Last time around NV *quadrupled* their pipes, and ATI *doubled* theirs without any particular strenuous monkeying around with memory interfaces. This would not be evidence of anything approaching a crisis. No way 20% would be enuf incentive for them to ditch their investments in their current architectures for a TBR --it would take something like the "bandwidth wall" fear (which didn't materialize) above to do that. I used 50% in my post as an example, but I'm not sure that would even be enuf incentive. And that assumes other solutions are just impractical (like, say, doubling bus width again to 512).

Add record die sizes and exotically rare yields at the current clock speeds, and then tell me again how they could easily soup up the rest of the architecture if only they had more bandwidth to fill.

Possibly the FX was seriously under-bandwidth'ed, but that was miscalculation rather than technological. I recall an interview with Kirk pre-release where he said there was no need to move off the 128bit bus yet. Even Matrox had had 256bit bus for many months before FX hit the streets, and NV quickly put it on the refresh.
 
Well bear in mind that increasing your bus width is a game of diminishing returns (well on a traditional anyway) ;)


But the bandwidth 'wall' isn't a wall as such, its a price hike.

£400+ for a top of the range card says we are running into problems, not just with bandwidth though, die size like you say. PowerVR also benifits in this area too, being pretty much 100% efficient. Couldn't tell you for sure how efficient a 6800, for example, is but im guessing about 40%.

Not only that, power requirements too. Dual molex power connectors on your AGP cards says thats a problem too. I couldn't use an ultra in my system, in fact I had to get a molex splitter to be able to use my 6800 normal.
 
Dave B(TotalVR) said:
Well bear in mind that increasing your bus width is a game of diminishing returns (well on a traditional anyway) ;)


But the bandwidth 'wall' isn't a wall as such, its a price hike.

£400+ for a top of the range card says we are running into problems, not just with bandwidth though, die size like you say. PowerVR also benifits in this area too, being pretty much 100% efficient.
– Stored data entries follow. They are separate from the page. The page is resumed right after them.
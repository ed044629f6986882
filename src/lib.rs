//! A single-round blackjack engine with optional `no_std` support.
//!
//! The crate provides a [`Round`] type that plays exactly one round: it
//! shuffles a 52-card deck, deals the player and the dealer, and exposes the
//! player decisions (hit, stand, split, double-down). Terminal actions settle
//! the hand against the dealer and accumulate the signed payout in
//! [`Round::wager_earned`].
//!
//! # Example
//!
//! ```
//! use twentyone::{Round, RoundOptions};
//!
//! let options = RoundOptions::default().with_max_wager(10.0);
//! let mut round = Round::new(5.0, options, 42).unwrap();
//! round.stand(0).unwrap();
//! assert!(!round.hand(0).unwrap().is_active());
//! let _net = round.wager_earned();
//! ```
#![cfg_attr(not(feature = "std"), no_std)]
#![cfg_attr(docsrs, feature(doc_cfg))]

#[cfg(all(not(feature = "std"), not(feature = "alloc")))]
compile_error!(
    "`std` is disabled but `alloc` feature is not enabled. Enable `alloc` or keep `std` enabled."
);

extern crate alloc;

pub mod card;
pub mod error;
pub mod hand;
pub mod options;
pub mod result;
pub mod round;

// Re-export main types
pub use card::{Card, DECK_SIZE, Face, Suit};
pub use error::RoundError;
pub use hand::{DealerHand, PlayerHand};
pub use options::RoundOptions;
pub use result::HandOutcome;
pub use round::Round;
Couldn't tell you for sure how efficient a 6800, for example, is but im guessing about 40%.

Not only that, power requirements too. Dual molex power connectors on your AGP cards says thats a problem too. I couldn't use an ultra in my system, in fact I had to get a molex splitter to be able to use my 6800 normal.

Cool. Where can I buy a PVR card to rival GF6/X8? Me wants.
 
nutball said:
Dave B(TotalVR) said:
Well bear in mind that increasing your bus width is a game of diminishing returns (well on a traditional anyway) ;)


But the bandwidth 'wall' isn't a wall as such, its a price hike.

£400+ for a top of the range card says we are running into problems, not just with bandwidth though, die size like you say. PowerVR also benifits in this area too, being pretty much 100% efficient. Couldn't tell you for sure how efficient a 6800, for example, is but im guessing about 40%.

Not only that, power requirements too. Dual molex power connectors on your AGP cards says thats a problem too. I couldn't use an ultra in my system, in fact I had to get a molex splitter to be able to use my 6800 normal.

Cool. Where can I buy a PVR card to rival GF6/X8? Me wants.
You're asking the wrong question
The correct question is "When will we be able to buy a PVR card that rivels todays high end DX9 cards".
 
Reverend said:
The correct question is "When will we be able to buy another PVR card?".

Well, apparently no major company has enuf vision and greed to offer a performance competitive card at a higher profit margin than NV/ATI. Curious, that.
 
or... Who/what will make the chips in volume? What /when kinda RAM and when would they get it? The chip makers are full , the ram is maxed out too.